Tuesday 14 March 2017

Research Workflow


To understand how to be more productive in research, one must understand how the research flow works. This not only helps us understand which part we are lazing behind and correct our flow. If there is a disruption in any part of the research flow cycle there is a breakdown which leads to more and more procrastination. The flow cycle consists of mainly :
  1. Identify Research Area :
  2. Identify the research question 
  3. Why is it interesting/ what motivates you and 
  4. form a hypothesis/ experiment 
  5. Analyze Data, Infer and conclude
  6. Is hypothesis correct ? Yes ..then publish.
  7. No ? Then correct hypothesis and go back to 4.

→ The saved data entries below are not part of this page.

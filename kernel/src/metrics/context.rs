//! The [`MetricsContext`] capability and its two implementations.

use std::collections::HashMap;
use std::sync::atomic::AtomicU64;
use std::sync::{Arc, Mutex, MutexGuard};

use tracing::{debug, warn};

use super::{Counter, TimeUnit, Timer, TimerState, Unit};

/// Creates the [`Counter`]s and [`Timer`]s an operation records into.
///
/// Factory calls are idempotent by name: asking twice for the same name returns handles to the same
/// accumulator. Engines that do not want telemetry pass a [`NoopMetricsContext`].
pub trait MetricsContext: Send + Sync + std::fmt::Debug {
    /// Get or create the counter called `name`.
    fn counter(&self, name: &str, unit: Unit) -> Counter;

    /// Get or create the timer called `name`.
    fn timer(&self, name: &str, unit: TimeUnit) -> Timer;
}

#[derive(Debug, Default)]
struct Registry {
    counters: HashMap<Arc<str>, (Unit, Arc<AtomicU64>)>,
    timers: HashMap<Arc<str>, (TimeUnit, Arc<TimerState>)>,
}

/// A [`MetricsContext`] backed by atomic accumulators.
///
/// The first registration of a name fixes its unit; a later request for the same name with a
/// different unit gets the existing accumulator (and its original unit) back.
#[derive(Debug, Default)]
pub struct DefaultMetricsContext {
    registry: Mutex<Registry>,
}

impl DefaultMetricsContext {
    pub fn new() -> Self {
        Self::default()
    }

    fn registry(&self) -> MutexGuard<'_, Registry> {
        // the registry only holds maps of Arcs, so a panic elsewhere cannot leave it inconsistent
        self.registry
            .lock()
            .unwrap_or_else(|poisoned| poisoned.into_inner())
    }
}

impl MetricsContext for DefaultMetricsContext {
    fn counter(&self, name: &str, unit: Unit) -> Counter {
        let mut registry = self.registry();
        if let Some((key, (registered, total))) = registry.counters.get_key_value(name) {
            if *registered != unit {
                warn!(
                    "Counter {name} is registered as {registered}, ignoring requested unit {unit}"
                );
            }
            return Counter::new(key.clone(), *registered, total.clone());
        }
        debug!("Registering counter {name} ({unit})");
        let key: Arc<str> = name.into();
        let total = Arc::new(AtomicU64::new(0));
        registry
            .counters
            .insert(key.clone(), (unit, total.clone()));
        Counter::new(key, unit, total)
    }

    fn timer(&self, name: &str, unit: TimeUnit) -> Timer {
        let mut registry = self.registry();
        if let Some((key, (registered, state))) = registry.timers.get_key_value(name) {
            if *registered != unit {
                warn!("Timer {name} is registered as {registered}, ignoring requested unit {unit}");
            }
            return Timer::new(key.clone(), *registered, state.clone());
        }
        debug!("Registering timer {name} ({unit})");
        let key: Arc<str> = name.into();
        let state = Arc::new(TimerState::default());
        registry.timers.insert(key.clone(), (unit, state.clone()));
        Timer::new(key, unit, state)
    }
}

/// A [`MetricsContext`] whose counters and timers drop every update and always read as zero.
#[derive(Debug, Default, Clone, Copy)]
pub struct NoopMetricsContext;

impl MetricsContext for NoopMetricsContext {
    fn counter(&self, _name: &str, unit: Unit) -> Counter {
        Counter::noop(unit)
    }

    fn timer(&self, _name: &str, unit: TimeUnit) -> Timer {
        Timer::noop(unit)
    }
}

#[cfg(test)]
mod tests {
    use std::time::Duration;

    use super::*;

    #[test]
    fn counters_are_idempotent_by_name() {
        let context = DefaultMetricsContext::new();
        context.counter("files", Unit::Count).increment(2);
        context.counter("files", Unit::Count).increment(3);
        context.counter("other", Unit::Count).increment(7);
        assert_eq!(context.counter("files", Unit::Count).value(), 5);
        assert_eq!(context.counter("other", Unit::Count).value(), 7);
    }

    #[test_log::test]
    fn first_registration_fixes_the_unit() {
        let context = DefaultMetricsContext::new();
        context.counter("size", Unit::Bytes).increment(10);
        let again = context.counter("size", Unit::Count);
        assert_eq!(again.unit(), Unit::Bytes);
        assert_eq!(again.value(), 10);

        context.timer("t", TimeUnit::Milliseconds);
        assert_eq!(
            context.timer("t", TimeUnit::Seconds).unit(),
            TimeUnit::Milliseconds
        );
    }

    #[test]
    fn timers_are_idempotent_by_name() {
        let context = DefaultMetricsContext::new();
        context.timer("t", TimeUnit::Nanoseconds).record(1, TimeUnit::Seconds);
        context
            .timer("t", TimeUnit::Nanoseconds)
            .record_duration(Duration::from_secs(2));
        let timer = context.timer("t", TimeUnit::Nanoseconds);
        assert_eq!(timer.count(), 2);
        assert_eq!(timer.total_duration(), Duration::from_secs(3));
    }

    #[test]
    fn counters_and_timers_have_separate_namespaces() {
        let context = DefaultMetricsContext::new();
        context.counter("x", Unit::Count).increment(1);
        assert_eq!(context.timer("x", TimeUnit::Nanoseconds).count(), 0);
    }

    #[test]
    fn noop_context_hands_out_noop_handles() {
        let context = NoopMetricsContext;
        let counter = context.counter("files", Unit::Count);
        counter.increment(5);
        assert!(counter.is_noop());
        assert_eq!(context.counter("files", Unit::Count).value(), 0);

        let timer = context.timer("t", TimeUnit::Nanoseconds);
        timer.record(1, TimeUnit::Days);
        assert!(timer.is_noop());
        assert_eq!(timer.result(), None);
    }

    #[test]
    fn context_can_be_shared_as_trait_object() {
        let context: Arc<dyn MetricsContext> = Arc::new(DefaultMetricsContext::new());
        std::thread::scope(|s| {
            for _ in 0..4 {
                let context = context.clone();
                s.spawn(move || context.counter("shared", Unit::Count).increment(1));
            }
        });
        assert_eq!(context.counter("shared", Unit::Count).value(), 4);
    }
}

Identify Research Areas and questions

It happens quite often that in academia people are clueless after just submitting a paper. It is like an existential crisis, What should I do now ? Where will I go ? All these questions demand you to find a new vocation to engage your burning mind. Therefore it is always good to have ideas which strike you during the project and write them in a book/record.
Find a research question is to essentially find the gaps and loop holes left by researchers. You can find these open questions at the end of the latest review articles or papers. 
  1. Set aside some thinking time : Find papers to read and try making a mind map as to what are their contributions to the fields. Go away from computers and have some thinking time. 
  2. Keep track of ongoing research: Mind Maps is the way to go in keeping track of most esssential ideas. Summarize a paper in few key words and then write the conclusion in one line.
  3. Record Ideas : Make an Idea Book to keep all your silly, crazy ideas in one place. Then review them as to when to convert them into papers. Assign them priority in terms of their do-ability and the impact they will have on the community.

From idea to paper 

Converting a simple thought into action is almost similar to converting energy into matter. It is creating tangible out of intangible. This conversion needs effort and persistence. Your ideas will get recognized only if they get validated and published. If you keep them in your idea book for too long, you get scooped which means somebody did what you intended to do. This is very frustrating if you were doing repeat experiments and hoped to make the research into a high impact paper but it finally ends up useless. So, the execution must be fast enough. If you are not able to drive the project, ask someone else to help you out. An external viewpoint always helps understanding what is stopping you from finishing the project. So go ask a colleague or a friend, what is going wrong.


Steps to follow :
  1. Idea/Hypothesis 
  2. Validation/Experiment/Simulation 
  3. Correct hypothesis if not fitting the data
  4. Repeat the experiments to confirm
  5. Understand and write up

Importance of experimental log and periodic review

As a serial criminal in this regard, I can't just feel more regretful for not carefully documenting the experimental details and procedures followed during the course of your experiments. You may think that you will remember the reason you named a file abasas.dat on the day of your experiment, but the next time it will just appear as stupid data much like the others. Also, I have seen this a thousand times happening with me that the name of the experimental files begin with new,final. e.g. NewData.txt, Finaldata.txt, AmazingResult.txt. After a few days, you might forget what the context was. A good practice is to use a sample prefix for a set of experimental data, add a date and time if it is important, add the basic conditions at which the experiment was performed. This gives a clear usable file name which will be usable until eternity by your academic generations.

Periodical review is very important as well. However you named your file, you will still not be able to find it when you need critically while making a powerpoint. Make sure you analyse your data the following week and then make all the usable plots out of it. After that put them in a powerpoint presentation which makes your data more visible. You can add your inferences from the data.

Backup research data

Backup as much as possible. You always can delete the copies. If you lose the only copy that ever existed, you are pretty much busted. Signing up for cloud storage has its own advantages. Google drive and Dropbox have great starting packages and quite useful for storing your hard earned data. It always good to have access to your data from multiple computers.

Limited Working Hours/Time

One cannot stress the importance of time management enough in a research environment. We have to manage time to achieve your goals and also leave enough time for the life outside lab. Thinking that more hours in lab will lead to better results is a vanity. One must start the day with the aim to finish by evening and leave the lab for the next day. You could always read in your free time at nights but spending it in lab will not help out.
Will keep updating this with new ideas as and when I get better with my research life. These are few things to remind myself and be better at research. Please do share if you find some important missing here !!